Monday, November 12, 2007

Breaking the Restrictions of the Administrator

This works on WIn 2000 & WIN XP.

Dis can be used to gain access to the website you want to
for free, and how you can gain access to 'control panel', and the various
other tools of Widows that may have been blocked from your grasp like 'regedit' by the administrator. IT can be used in schools & colleges..

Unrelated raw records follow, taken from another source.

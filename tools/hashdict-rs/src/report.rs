use hashdict::HashDictionary;
use serde::Serialize;

/// JSON shape of a collision report. Kept as a DTO so the wire format stays
/// stable independently of the library types.
#[derive(Serialize)]
pub struct ReportJson {
    pub word_count: usize,
    pub table_len: usize,
    pub multiplier: isize,
    pub collisions: usize,
    pub longest_chain: usize,
}

impl From<&HashDictionary> for ReportJson {
    fn from(dict: &HashDictionary) -> Self {
        ReportJson {
            word_count: dict.word_count(),
            table_len: dict.table_len(),
            multiplier: dict.multiplier(),
            collisions: dict.collisions(),
            longest_chain: dict.longest_chain(),
        }
    }
}
use std::collections::BTreeMap;
use std::fmt;

use serde::{Deserialize, Serialize};

use super::catalog::QualitativeFactorCatalog;

/// Business lines offered on the origination landing page.
#[derive(Debug, Clone, Copy, PartialEq, Eq, Hash, Default, Serialize, Deserialize)]
pub enum LineOfBusiness {
    #[default]
    #[serde(rename = "CRE")]
    CommercialRealEstate,
    #[serde(rename = "SNS")]
    SponsorSpecialtyFinance,
    #[serde(rename = "ABL")]
    AssetBasedLending,
    #[serde(rename = "MM")]
    MiddleMarket,
    #[serde(rename = "EF")]
    EquipmentFinance,
}

impl LineOfBusiness {
    pub const fn code(self) -> &'static str {
        match self {
            Self::CommercialRealEstate => "CRE",
            Self::SponsorSpecialtyFinance => "SNS",
            Self::AssetBasedLending => "ABL",
            Self::MiddleMarket => "MM",
            Self::EquipmentFinance => "EF",
        }
    }

    pub const fn label(self) -> &'static str {
        match self {
            Self::CommercialRealEstate => "Commercial Real Estate (CRE)",
            Self::SponsorSpecialtyFinance => "Sponsor Specialty Finance (S&S)",
            Self::AssetBasedLending => "Asset Based Lending (ABL)",
            Self::MiddleMarket => "Middle Market (MM)",
            Self::EquipmentFinance => "Equipment Finance (EF)",
        }
    }
}

impl fmt::Display for LineOfBusiness {
    fn fmt(&self, f: &mut fmt::Formatter<'_>) -> fmt::Result {
        f.write_str(self.label())
    }
}

/// Collateral categories with their own base score and qualitative factor set.
#[derive(Debug, Clone, Copy, PartialEq, Eq, PartialOrd, Ord, Hash, Serialize, Deserialize)]
pub enum PropertyType {
    #[serde(rename = "Single-Family")]
    SingleFamily,
    #[serde(rename = "Multi-Family")]
    MultiFamily,
    Retail,
    Office,
    Other,
    Hotel,
    Condo,
    Industrial,
}

impl PropertyType {
    pub const fn ordered() -> [Self; 8] {
        [
            Self::SingleFamily,
            Self::MultiFamily,
            Self::Retail,
            Self::Office,
            Self::Other,
            Self::Hotel,
            Self::Condo,
            Self::Industrial,
        ]
    }

    pub const fn label(self) -> &'static str {
        match self {
            Self::SingleFamily => "Single-Family",
            Self::MultiFamily => "Multi-Family",
            Self::Retail => "Retail",
            Self::Office => "Office",
            Self::Other => "Other",
            Self::Hotel => "Hotel",
            Self::Condo => "Condo",
            Self::Industrial => "Industrial",
        }
    }
}

impl fmt::Display for PropertyType {
    fn fmt(&self, f: &mut fmt::Formatter<'_>) -> fmt::Result {
        f.write_str(self.label())
    }
}

/// Facility structure. Recorded with the submission but never scored.
#[derive(Debug, Clone, Copy, PartialEq, Eq, Hash, Serialize, Deserialize)]
pub enum LoanType {
    Mortgage,
    Permanent,
    Interim,
    Construction,
    Bridge,
    #[serde(rename = "Line of Credit")]
    LineOfCredit,
    Revolver,
}

impl LoanType {
    pub const fn label(self) -> &'static str {
        match self {
            Self::Mortgage => "Mortgage",
            Self::Permanent => "Permanent",
            Self::Interim => "Interim",
            Self::Construction => "Construction",
            Self::Bridge => "Bridge",
            Self::LineOfCredit => "Line of Credit",
            Self::Revolver => "Revolver",
        }
    }
}

impl fmt::Display for LoanType {
    fn fmt(&self, f: &mut fmt::Formatter<'_>) -> fmt::Result {
        f.write_str(self.label())
    }
}

/// Analyst judgment factors. Which ones apply depends on the property type.
#[derive(Debug, Clone, Copy, PartialEq, Eq, PartialOrd, Ord, Hash, Serialize, Deserialize)]
pub enum QualitativeFactor {
    #[serde(rename = "Lease Expiration")]
    LeaseExpiration,
    #[serde(rename = "Tenant Rating")]
    TenantRating,
    #[serde(rename = "Access to Capital Markets")]
    AccessToCapitalMarkets,
    Liquidity,
    #[serde(rename = "Market Rent")]
    MarketRent,
    #[serde(rename = "Guarantor Net Worth")]
    GuarantorNetWorth,
    #[serde(rename = "Number of Units")]
    NumberOfUnits,
    #[serde(rename = "Economic Outlook")]
    EconomicOutlook,
    #[serde(rename = "Collateral Value")]
    CollateralValue,
}

impl QualitativeFactor {
    pub const fn label(self) -> &'static str {
        match self {
            Self::LeaseExpiration => "Lease Expiration",
            Self::TenantRating => "Tenant Rating",
            Self::AccessToCapitalMarkets => "Access to Capital Markets",
            Self::Liquidity => "Liquidity",
            Self::MarketRent => "Market Rent",
            Self::GuarantorNetWorth => "Guarantor Net Worth",
            Self::NumberOfUnits => "Number of Units",
            Self::EconomicOutlook => "Economic Outlook",
            Self::CollateralValue => "Collateral Value",
        }
    }

    /// Submission key: the label with all whitespace removed.
    pub fn normalized_key(self) -> String {
        self.label()
            .chars()
            .filter(|ch| !ch.is_whitespace())
            .collect()
    }
}

impl fmt::Display for QualitativeFactor {
    fn fmt(&self, f: &mut fmt::Formatter<'_>) -> fmt::Result {
        f.write_str(self.label())
    }
}

/// Analyst rating on the 1 (strongest) to 6 (weakest) scale.
#[derive(Debug, Clone, Copy, PartialEq, Eq, PartialOrd, Ord, Hash, Serialize, Deserialize)]
#[serde(try_from = "u8", into = "u8")]
pub struct Rating(u8);

impl Rating {
    pub const MIN: u8 = 1;
    pub const MAX: u8 = 6;

    pub fn new(value: u8) -> Result<Self, InputError> {
        if (Self::MIN..=Self::MAX).contains(&value) {
            Ok(Self(value))
        } else {
            Err(InputError::RatingOutOfRange(value))
        }
    }

    pub const fn value(self) -> u8 {
        self.0
    }
}

impl TryFrom<u8> for Rating {
    type Error = InputError;

    fn try_from(value: u8) -> Result<Self, Self::Error> {
        Self::new(value)
    }
}

impl From<Rating> for u8 {
    fn from(rating: Rating) -> Self {
        rating.0
    }
}

/// Supporting metric entered beside a qualitative rating: a figure or free text.
#[derive(Debug, Clone, PartialEq, Serialize, Deserialize)]
#[serde(untagged)]
pub enum MetricValue {
    Number(f64),
    Text(String),
}

impl From<f64> for MetricValue {
    fn from(value: f64) -> Self {
        Self::Number(value)
    }
}

impl From<&str> for MetricValue {
    fn from(value: &str) -> Self {
        Self::Text(value.to_string())
    }
}

impl From<String> for MetricValue {
    fn from(value: String) -> Self {
        Self::Text(value)
    }
}

/// Draft loan record owned by the caller between grading calls.
///
/// Scalar fields stay `None` until the analyst enters them; the validator reports
/// whatever is still absent. Qualitative entries are only accepted for factors the
/// catalog lists for the selected property type.
#[derive(Debug, Clone, Default, PartialEq, Serialize, Deserialize)]
#[serde(rename_all = "camelCase")]
pub struct LoanInput {
    #[serde(default)]
    pub line_of_business: LineOfBusiness,
    pub property_type: Option<PropertyType>,
    pub loan_type: Option<LoanType>,
    pub dscr: Option<f64>,
    pub occupancy: Option<f64>,
    pub ltv: Option<f64>,
    #[serde(default)]
    pub qualitative_ratings: BTreeMap<QualitativeFactor, Rating>,
    #[serde(default)]
    pub qualitative_metrics: BTreeMap<QualitativeFactor, MetricValue>,
}

impl LoanInput {
    /// Switch the property type, dropping ratings and metrics for factors that no
    /// longer apply.
    pub fn select_property_type(&mut self, property_type: PropertyType) {
        let factors = QualitativeFactorCatalog::factors_for(property_type);
        self.qualitative_ratings
            .retain(|factor, _| factors.contains(*factor));
        self.qualitative_metrics
            .retain(|factor, _| factors.contains(*factor));
        self.property_type = Some(property_type);
    }

    pub fn rate(&mut self, factor: QualitativeFactor, rating: Rating) -> Result<(), InputError> {
        self.ensure_applicable(factor)?;
        self.qualitative_ratings.insert(factor, rating);
        Ok(())
    }

    pub fn record_metric(
        &mut self,
        factor: QualitativeFactor,
        value: impl Into<MetricValue>,
    ) -> Result<(), InputError> {
        self.ensure_applicable(factor)?;
        self.qualitative_metrics.insert(factor, value.into());
        Ok(())
    }

    pub fn rating(&self, factor: QualitativeFactor) -> Option<Rating> {
        self.qualitative_ratings.get(&factor).copied()
    }

    /// Factors the analyst must rate for the selected property type, BRG first.
    pub fn applicable_factors(&self) -> Vec<QualitativeFactor> {
        self.property_type
            .map(|property_type| QualitativeFactorCatalog::factors_for(property_type).applicable())
            .unwrap_or_default()
    }

    /// Rated or annotated factors outside the selected property type's catalog entry.
    pub fn inapplicable_factors(&self) -> Vec<QualitativeFactor> {
        let applicable = self.applicable_factors();
        let mut stray: Vec<QualitativeFactor> = self
            .qualitative_ratings
            .keys()
            .chain(self.qualitative_metrics.keys())
            .copied()
            .filter(|factor| !applicable.contains(factor))
            .collect();
        stray.sort();
        stray.dedup();
        stray
    }

    pub fn ensure_consistent(&self) -> Result<(), InputError> {
        match self.inapplicable_factors().first() {
            Some(factor) => self.ensure_applicable(*factor),
            None => Ok(()),
        }
    }

    fn ensure_applicable(&self, factor: QualitativeFactor) -> Result<(), InputError> {
        let property_type = self
            .property_type
            .ok_or(InputError::PropertyTypeNotSelected { factor })?;

        if QualitativeFactorCatalog::factors_for(property_type).contains(factor) {
            Ok(())
        } else {
            Err(InputError::InapplicableFactor {
                factor,
                property_type,
            })
        }
    }
}

/// Malformed draft input, as opposed to merely incomplete input.
#[derive(Debug, Clone, PartialEq, thiserror::Error)]
pub enum InputError {
    #[error("qualitative rating must be between 1 and 6, found {0}")]
    RatingOutOfRange(u8),
    #[error("{factor} cannot be rated before a property type is selected")]
    PropertyTypeNotSelected { factor: QualitativeFactor },
    #[error("{factor} is not a qualitative factor for {property_type} properties")]
    InapplicableFactor {
        factor: QualitativeFactor,
        property_type: PropertyType,
    },
}

/// The two grades produced for every loan.
#[derive(Debug, Clone, Copy, PartialEq, Eq, Hash, Serialize, Deserialize)]
pub enum Grade {
    Borrower,
    Facility,
}

impl Grade {
    pub const fn label(self) -> &'static str {
        match self {
            Self::Borrower => "BRG",
            Self::Facility => "FRG",
        }
    }
}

When u are at the log on screen, type in your username and
password. NOW When you hit enter, and it comes up with
the next screen, the rectangle one, immediatly pull out the network
cable i.e. the cable wire.

Now u can log on without any restrictions because when the cable is pulled off then it does not download any settings from the server. Now you have access to control panel, & all the other features which had been blocked BUT there will be no
network access. But that's cool because now we can access 'Internet options',
click in the 'connections' tab click the LAN settings, click the proxy
settings, and in the little white box at the bottom we can specify websites
that bypass the proxy server (eg www.yahoo.com) Now once you have changed
the settings to what you wish, apply them and restart the computer. Now get someone else to log onto it because if you log in it will load the cached settings from your previous log in, then after the other person logs in, everyone that logs in after them included themselves will have the
internet settings you specified.

Its only an 'Unplugging technique' to gain access to a comp. locked by the administrator.

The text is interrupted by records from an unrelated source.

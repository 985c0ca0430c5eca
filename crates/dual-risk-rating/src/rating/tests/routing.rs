use axum::body::Body;
use axum::extract::State;
use axum::http::{header, Request, StatusCode};
use serde_json::{json, Value};
use std::sync::Arc;
use tower::ServiceExt;

use super::common::*;
use crate::rating::{LoanGradingService, RatingModel, SUBMISSION_ACCEPTED};

fn office_payload() -> Value {
    json!({
        "lineOfBusiness": "CRE",
        "propertyType": "Office",
        "loanType": "Mortgage",
        "dscr": 1.6,
        "occupancy": 96,
        "ltv": 50,
        "qualitativeRatings": {
            "Lease Expiration": 4,
            "Tenant Rating": 4,
            "Number of Units": 4,
            "Collateral Value": 4
        },
        "qualitativeMetrics": {
            "Tenant Rating": "A-"
        },
        "override": { "enabled": false }
    })
}

#[tokio::test]
async fn submit_route_returns_created_receipt() {
    let store = MemoryStore::default();
    let router = grading_router_with_store(store.clone());

    let response = router
        .oneshot(json_post("/submit-loan", &office_payload()))
        .await
        .expect("route executes");

    assert_eq!(response.status(), StatusCode::CREATED);
    let payload = read_json_body(response).await;
    assert_eq!(payload["message"], json!(SUBMISSION_ACCEPTED));
    assert!(payload["loan_id"]
        .as_str()
        .unwrap_or_default()
        .starts_with("loan-"));

    let records = store.records();
    assert_eq!(records.len(), 1);
    assert_eq!(
        records[0].record.metric_for("TenantRating"),
        Some(&json!("A-"))
    );
}

#[tokio::test]
async fn submit_route_accepts_numeric_metrics() {
    let store = MemoryStore::default();
    let router = grading_router_with_store(store.clone());
    let mut payload = office_payload();
    payload["qualitativeMetrics"]["Number of Units"] = json!(12);

    let response = router
        .oneshot(json_post("/submit-loan", &payload))
        .await
        .expect("route executes");

    assert_eq!(response.status(), StatusCode::CREATED);
    let records = store.records();
    assert_eq!(records.len(), 1);
    let stored = serde_json::to_value(&records[0]).expect("record serializes");
    assert_eq!(stored["NumberOfUnits_Value"], json!(12.0));
    assert_eq!(stored["TenantRating_Value"], json!("A-"));
}

#[tokio::test]
async fn preview_route_accepts_numeric_metrics() {
    let router = grading_router_with_store(MemoryStore::default());
    let mut payload = office_payload();
    payload["qualitativeMetrics"]["Number of Units"] = json!(12.5);

    let response = router
        .oneshot(json_post("/api/v1/grades/preview", &payload))
        .await
        .expect("route executes");

    assert_eq!(response.status(), StatusCode::OK);
}

#[tokio::test]
async fn submit_route_maps_duplicate_loans_to_conflict() {
    let router = grading_router_with_store(DuplicateStore);

    let response = router
        .oneshot(json_post("/submit-loan", &office_payload()))
        .await
        .expect("route executes");

    assert_eq!(response.status(), StatusCode::CONFLICT);
    let payload = read_json_body(response).await;
    assert!(payload["error"]
        .as_str()
        .unwrap_or_default()
        .contains("has already been submitted"));
}

#[tokio::test]
async fn submit_route_reports_missing_fields() {
    let router = grading_router_with_store(MemoryStore::default());
    let mut payload = office_payload();
    payload["override"] = json!({ "enabled": true, "brg": 3, "frg": 3, "justification": " " });
    payload
        .as_object_mut()
        .expect("object payload")
        .remove("dscr");

    let response = router
        .oneshot(json_post("/submit-loan", &payload))
        .await
        .expect("route executes");

    assert_eq!(response.status(), StatusCode::UNPROCESSABLE_ENTITY);
    let body = read_json_body(response).await;
    assert_eq!(body["validation"]["isValid"], json!(false));
    assert_eq!(
        body["validation"]["missingFields"],
        json!(["DSCR", "Justification for Override"])
    );
}

#[tokio::test]
async fn submit_route_rejects_unsupported_line_of_business() {
    let router = grading_router_with_store(MemoryStore::default());
    let mut payload = office_payload();
    payload["lineOfBusiness"] = json!("ABL");

    let response = router
        .oneshot(json_post("/submit-loan", &payload))
        .await
        .expect("route executes");

    assert_eq!(response.status(), StatusCode::UNPROCESSABLE_ENTITY);
}

#[tokio::test]
async fn submit_handler_returns_internal_error_on_store_failure() {
    let service = Arc::new(
        LoanGradingService::new(Arc::new(UnavailableStore), RatingModel::standard())
            .expect("model is valid"),
    );

    let response = crate::rating::router::submit_handler::<UnavailableStore>(
        State(service),
        axum::Json(office_request()),
    )
    .await;

    assert_eq!(response.status(), StatusCode::INTERNAL_SERVER_ERROR);
    let payload = read_json_body(response).await;
    assert!(payload["error"]
        .as_str()
        .unwrap_or_default()
        .contains("storage offline"));
}

#[tokio::test]
async fn preview_route_returns_live_grades() {
    let router = grading_router_with_store(MemoryStore::default());

    let response = router
        .oneshot(json_post("/api/v1/grades/preview", &office_payload()))
        .await
        .expect("route executes");

    assert_eq!(response.status(), StatusCode::OK);
    let payload = read_json_body(response).await;
    assert_eq!(payload["computed"]["brg"]["blended"], json!(4));
    assert_eq!(payload["computed"]["frg"]["blended"], json!(5));
    assert_eq!(payload["finalBrg"], json!(4.0));
    assert_eq!(payload["validation"]["isValid"], json!(true));
}

#[tokio::test]
async fn preview_route_maps_stray_factors_to_unprocessable() {
    let router = grading_router_with_store(MemoryStore::default());
    let mut payload = office_payload();
    payload["qualitativeRatings"]["Liquidity"] = json!(2);

    let response = router
        .oneshot(json_post("/api/v1/grades/preview", &payload))
        .await
        .expect("route executes");

    assert_eq!(response.status(), StatusCode::UNPROCESSABLE_ENTITY);
}

#[tokio::test]
async fn malformed_json_is_rejected_before_grading() {
    let router = grading_router_with_store(MemoryStore::default());

    let response = router
        .oneshot(
            Request::post("/submit-loan")
                .header(header::CONTENT_TYPE, "application/json")
                .body(Body::from("{\"propertyType\": "))
                .expect("request builds"),
        )
        .await
        .expect("route executes");

    assert_eq!(response.status(), StatusCode::BAD_REQUEST);
}
use crate::demo::{run_demo, run_grade, DemoArgs, GradeArgs};
use crate::server;
use clap::{Args, Parser, Subcommand};
use dual_risk_rating::error::AppError;

#[derive(Parser, Debug)]
#[command(
    name = "Dual Risk Rating",
    about = "Grade commercial real-estate loans and serve the rating API",
    version
)]
struct Cli {
    #[command(subcommand)]
    command: Option<Command>,
}

#[derive(Subcommand, Debug)]
enum Command {
    /// Start the HTTP service (default command)
    Serve(ServeArgs),
    /// Grade a loan request read from a JSON file
    Grade(GradeArgs),
    /// Grade and submit a sample Office loan against the in-memory store
    Demo(DemoArgs),
}

#[derive(Args, Debug, Default)]
pub(crate) struct ServeArgs {
    /// Override the configured host for the HTTP server
    #[arg(long)]
    pub(crate) host: Option<String>,
    /// Override the configured port for the HTTP server
    #[arg(long)]
    pub(crate) port: Option<u16>,
}

pub(crate) async fn run() -> Result<(), AppError> {
    let cli = Cli::parse();
    let command = cli
        .command
        .unwrap_or_else(|| Command::Serve(ServeArgs::default()));

    match command {
        Command::Serve(args) => server::run(args).await,
        Command::Grade(args) => run_grade(args),
        Command::Demo(args) => run_demo(args),
    }
}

Now you can gain access to msconfig, regedit, command etc disable the virus scanner, or to install a trojan or a virus according to u're will..

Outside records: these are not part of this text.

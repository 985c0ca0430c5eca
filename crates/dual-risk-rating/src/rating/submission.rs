use std::collections::BTreeMap;

use serde::{Deserialize, Serialize};
use serde_json::Value;

use super::domain::{LineOfBusiness, LoanType, MetricValue, PropertyType};
use super::validation::CompletedApplication;

const METRIC_SUFFIX: &str = "_Value";

/// Flat record transmitted to the storage collaborator.
#[derive(Debug, Clone, PartialEq, Serialize, Deserialize)]
pub struct SubmissionRecord {
    #[serde(rename = "lineOfBusiness")]
    pub line_of_business: LineOfBusiness,
    #[serde(rename = "propertyType")]
    pub property_type: PropertyType,
    #[serde(rename = "loanType")]
    pub loan_type: LoanType,
    pub dscr: f64,
    pub occupancy: f64,
    pub ltv: f64,
    /// Ratings and `_Value` metrics keyed by whitespace-free factor name.
    #[serde(flatten)]
    pub qualitative: BTreeMap<String, Value>,
    pub quantitative_brg: f64,
    pub adjustment_score_brg: f64,
    pub q_adjusted_brg: f64,
    pub weighted_brg: i64,
    pub final_brg: f64,
    pub quantitative_frg: f64,
    pub adjustment_score_frg: f64,
    pub q_adjusted_frg: f64,
    pub weighted_frg: i64,
    pub final_frg: f64,
    #[serde(rename = "overrideEnabled")]
    pub override_enabled: bool,
    pub override_brg: Option<f64>,
    pub override_frg: Option<f64>,
    pub justification: Option<String>,
}

impl SubmissionRecord {
    pub fn rating_for(&self, key: &str) -> Option<&Value> {
        self.qualitative.get(key)
    }

    pub fn metric_for(&self, key: &str) -> Option<&Value> {
        self.qualitative.get(&format!("{key}{METRIC_SUFFIX}"))
    }
}

/// Builds the canonical submission record from a validated application.
pub struct SubmissionAssembler;

impl SubmissionAssembler {
    pub fn assemble(application: &CompletedApplication) -> SubmissionRecord {
        let mut qualitative = BTreeMap::new();
        for (factor, rating) in &application.ratings {
            let key = factor.normalized_key();
            let metric = application
                .metrics
                .get(factor)
                .map_or(Value::Null, metric_value);
            qualitative.insert(format!("{key}{METRIC_SUFFIX}"), metric);
            qualitative.insert(key, Value::from(rating.value()));
        }

        let overrides = &application.override_state;
        let (override_brg, override_frg, justification) = if overrides.enabled {
            (
                overrides.brg,
                overrides.frg,
                overrides.justification().map(str::to_string),
            )
        } else {
            (None, None, None)
        };

        let brg = &application.brg;
        let frg = &application.frg;

        SubmissionRecord {
            line_of_business: application.line_of_business,
            property_type: application.property_type,
            loan_type: application.loan_type,
            dscr: application.dscr,
            occupancy: application.occupancy,
            ltv: application.ltv,
            qualitative,
            quantitative_brg: brg.quantitative,
            adjustment_score_brg: brg.adjustment,
            q_adjusted_brg: brg.qualitative_adjusted,
            weighted_brg: brg.blended,
            final_brg: brg.final_score,
            quantitative_frg: frg.quantitative,
            adjustment_score_frg: frg.adjustment,
            q_adjusted_frg: frg.qualitative_adjusted,
            weighted_frg: frg.blended,
            final_frg: frg.final_score,
            override_enabled: overrides.enabled,
            override_brg,
            override_frg,
            justification,
        }
    }
}

/// Numbers pass through. Text becomes a number when it parses as one, trimmed
/// text otherwise, null when blank.
fn metric_value(metric: &MetricValue) -> Value {
    match metric {
        MetricValue::Number(number) => {
            serde_json::Number::from_f64(*number).map_or(Value::Null, Value::Number)
        }
        MetricValue::Text(text) => text_metric_value(text),
    }
}

fn text_metric_value(text: &str) -> Value {
    let trimmed = text.trim();
    if trimmed.is_empty() {
        return Value::Null;
    }

    trimmed
        .parse::<f64>()
        .ok()
        .and_then(serde_json::Number::from_f64)
        .map_or_else(|| Value::String(trimmed.to_string()), Value::Number)
}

XP HOME ADVANCED FILE PERMISSIONS.!!



Access *Advance file Permissions* on NTFS file systems for XP Home simply by booting into *Safe Mode*, rt-clicking any file or folder, and navigating to the *Security tab*. This gives the user the ability to allow or deny read, write, execute, read & write, display contents, full-control, iheritance, and take ownership permissions, with many more options available to apply to different users and groups stored on the computer. Well, you don't have to do this in *Safe Mode* (XP Home). Although it is a little less intuitive, you can simply go to your command prompt - Start>All Programs>Accessories>Command Prompt. Now type "cacls" in the window (without the quotes). This gives you the ability to add, remove or modify file permissions on files and folders through the command prompt. Type "cacls /?" for help on different options and variables. You do not need to be in safe mode to use this so it makes it a little quicker than using the safe mode security tab GUI. Remember - this only applies to NTFS. Here also is a very useful link to find a lot of extras and tweaks straight from the horse's mouth - the Microsoft Resource Center. You will find a lot of very useful web-based extra's here, most of them left unknowing to the general public - such as, "Online Crash Analysis" - a site that looks like Windows Update but you can upload your crash "dump logs" (when you get those system or application crash error reports). Microsoft will then analyze the log file and tell you some more info about WHY the system crashed (ie. faulty hardware/software/conflicts, etc).